Task brief: Word for word, transcribe the data below.
=== Material to process ===
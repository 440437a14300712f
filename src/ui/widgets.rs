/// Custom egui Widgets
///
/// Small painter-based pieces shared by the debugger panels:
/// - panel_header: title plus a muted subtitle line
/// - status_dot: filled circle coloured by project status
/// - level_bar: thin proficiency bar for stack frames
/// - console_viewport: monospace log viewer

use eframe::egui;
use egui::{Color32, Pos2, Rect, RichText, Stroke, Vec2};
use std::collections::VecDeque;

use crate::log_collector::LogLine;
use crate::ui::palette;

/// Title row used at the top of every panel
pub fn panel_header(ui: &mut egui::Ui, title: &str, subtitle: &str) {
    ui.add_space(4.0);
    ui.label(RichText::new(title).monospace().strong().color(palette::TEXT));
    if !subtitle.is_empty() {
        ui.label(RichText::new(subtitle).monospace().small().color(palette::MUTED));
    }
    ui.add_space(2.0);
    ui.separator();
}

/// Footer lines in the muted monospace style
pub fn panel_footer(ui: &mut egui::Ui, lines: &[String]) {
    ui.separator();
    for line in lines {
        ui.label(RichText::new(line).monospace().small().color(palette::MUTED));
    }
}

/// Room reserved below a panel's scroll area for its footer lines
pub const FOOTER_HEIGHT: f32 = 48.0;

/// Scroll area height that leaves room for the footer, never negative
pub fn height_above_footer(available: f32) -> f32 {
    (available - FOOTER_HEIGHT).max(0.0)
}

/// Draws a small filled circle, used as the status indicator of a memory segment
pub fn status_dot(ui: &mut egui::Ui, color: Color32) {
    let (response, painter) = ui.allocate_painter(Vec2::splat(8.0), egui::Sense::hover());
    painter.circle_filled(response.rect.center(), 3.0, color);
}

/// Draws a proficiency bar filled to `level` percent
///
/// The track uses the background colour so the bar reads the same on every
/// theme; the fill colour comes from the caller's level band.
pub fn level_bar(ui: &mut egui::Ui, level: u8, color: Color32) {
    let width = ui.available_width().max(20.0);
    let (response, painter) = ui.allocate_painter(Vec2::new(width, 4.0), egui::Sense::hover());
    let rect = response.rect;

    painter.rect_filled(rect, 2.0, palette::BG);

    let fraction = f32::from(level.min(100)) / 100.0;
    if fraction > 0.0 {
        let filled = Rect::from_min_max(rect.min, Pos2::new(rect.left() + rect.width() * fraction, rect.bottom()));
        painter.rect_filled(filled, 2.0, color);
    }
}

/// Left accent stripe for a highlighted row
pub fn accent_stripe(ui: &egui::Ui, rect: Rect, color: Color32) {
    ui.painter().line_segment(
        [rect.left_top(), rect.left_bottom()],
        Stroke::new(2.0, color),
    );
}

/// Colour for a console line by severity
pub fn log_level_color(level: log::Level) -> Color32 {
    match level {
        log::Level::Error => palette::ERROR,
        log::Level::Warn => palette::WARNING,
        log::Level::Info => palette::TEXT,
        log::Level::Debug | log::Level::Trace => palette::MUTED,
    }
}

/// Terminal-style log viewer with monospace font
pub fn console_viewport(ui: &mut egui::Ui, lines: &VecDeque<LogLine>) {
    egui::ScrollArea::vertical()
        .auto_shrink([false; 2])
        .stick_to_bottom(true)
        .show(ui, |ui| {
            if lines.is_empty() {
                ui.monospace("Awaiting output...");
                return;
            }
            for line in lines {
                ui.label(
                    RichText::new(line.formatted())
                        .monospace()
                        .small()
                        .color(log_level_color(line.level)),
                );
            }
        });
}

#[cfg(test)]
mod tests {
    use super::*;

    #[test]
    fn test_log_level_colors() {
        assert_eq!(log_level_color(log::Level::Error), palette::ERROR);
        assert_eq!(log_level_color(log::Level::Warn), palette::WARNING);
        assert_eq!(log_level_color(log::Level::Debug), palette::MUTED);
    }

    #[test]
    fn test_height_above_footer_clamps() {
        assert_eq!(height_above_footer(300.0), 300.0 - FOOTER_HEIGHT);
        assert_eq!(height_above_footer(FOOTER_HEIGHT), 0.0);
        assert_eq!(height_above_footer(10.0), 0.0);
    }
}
===
Answer to the problem:
repository 440437a14300712f
filename src/ui/widgets.rs
/// Custom egui Widgets
///
/// Small painter-based pieces shared by the debugger panels:
/// - panel_header: title plus a muted subtitle line
/// - status_dot: filled circle coloured by project status
/// - level_bar: thin proficiency bar for stack frames
/// - console_viewport: monospace log viewer

use eframe::egui;
use egui::{Color32, Pos2, Rect, RichText, Stroke, Vec2};
use std::collections::VecDeque;

use crate::log_collector::LogLine;
use crate::ui::palette;

/// Title row used at the top of every panel
pub fn panel_header(ui: &mut egui::Ui, title: &str, subtitle: &str) {
    ui.add_space(4.0);
    ui.label(RichText::new(title).monospace().strong().color(palette::TEXT));
    if !subtitle.is_empty() {
        ui.label(RichText::new(subtitle).monospace().small().color(palette::MUTED));
    }
    ui.add_space(2.0);
    ui.separator();
}

/// Footer lines in the muted monospace style
pub fn panel_footer(ui: &mut egui::Ui, lines: &[String]) {
    ui.separator();
    for line in lines {
        ui.label(RichText::new(line).monospace().small().color(palette::MUTED));
    }
}

/// Room reserved below a panel's scroll area for its footer lines
pub const FOOTER_HEIGHT: f32 = 48.0;

/// Scroll area height that leaves room for the footer, never negative
pub fn height_above_footer(available: f32) -> f32 {
    (available - FOOTER_HEIGHT).max(0.0)
}

/// Draws a small filled circle, used as the status indicator of a memory segment
pub fn status_dot(ui: &mut egui::Ui, color: Color32) {
    let (response, painter) = ui.allocate_painter(Vec2::splat(8.0), egui::Sense::hover());
    painter.circle_filled(response.rect.center(), 3.0, color);
}

/// Draws a proficiency bar filled to `level` percent
///
/// The track uses the background colour so the bar reads the same on every
/// theme; the fill colour comes from the caller's level band.
pub fn level_bar(ui: &mut egui::Ui, level: u8, color: Color32) {
    let width = ui.available_width().max(20.0);
    let (response, painter) = ui.allocate_painter(Vec2::new(width, 4.0), egui::Sense::hover());
    let rect = response.rect;

    painter.rect_filled(rect, 2.0, palette::BG);

    let fraction = f32::from(level.min(100)) / 100.0;
    if fraction > 0.0 {
        let filled = Rect::from_min_max(rect.min, Pos2::new(rect.left() + rect.width() * fraction, rect.bottom()));
        painter.rect_filled(filled, 2.0, color);
    }
}

/// Left accent stripe for a highlighted row
pub fn accent_stripe(ui: &egui::Ui, rect: Rect, color: Color32) {
    ui.painter().line_segment(
        [rect.left_top(), rect.left_bottom()],
        Stroke::new(2.0, color),
    );
}

/// Colour for a console line by severity
pub fn log_level_color(level: log::Level) -> Color32 {
    match level {
        log::Level::Error => palette::ERROR,
        log::Level::Warn => palette::WARNING,
        log::Level::Info => palette::TEXT,
        log::Level::Debug | log::Level::Trace => palette::MUTED,
    }
}

/// Terminal-style log viewer with monospace font
pub fn console_viewport(ui: &mut egui::Ui, lines: &VecDeque<LogLine>) {
    egui::ScrollArea::vertical()
        .auto_shrink([false; 2])
        .stick_to_bottom(true)
        .show(ui, |ui| {
            if lines.is_empty() {
                ui.monospace("Awaiting output...");
                return;
            }
            for line in lines {
                ui.label(
                    RichText::new(line.formatted())
                        .monospace()
                        .small()
                        .color(log_level_color(line.level)),
                );
            }
        });
}

#[cfg(test)]
mod tests {
    use super::*;

    #[test]
    fn test_log_level_colors() {
        assert_eq!(log_level_color(log::Level::Error), palette::ERROR);
        assert_eq!(log_level_color(log::Level::Warn), palette::WARNING);
        assert_eq!(log_level_color(log::Level::Debug), palette::MUTED);
    }

    #[test]
    fn test_height_above_footer_clamps() {
        assert_eq!(height_above_footer(300.0), 300.0 - FOOTER_HEIGHT);
        assert_eq!(height_above_footer(FOOTER_HEIGHT), 0.0);
        assert_eq!(height_above_footer(10.0), 0.0);
    }
}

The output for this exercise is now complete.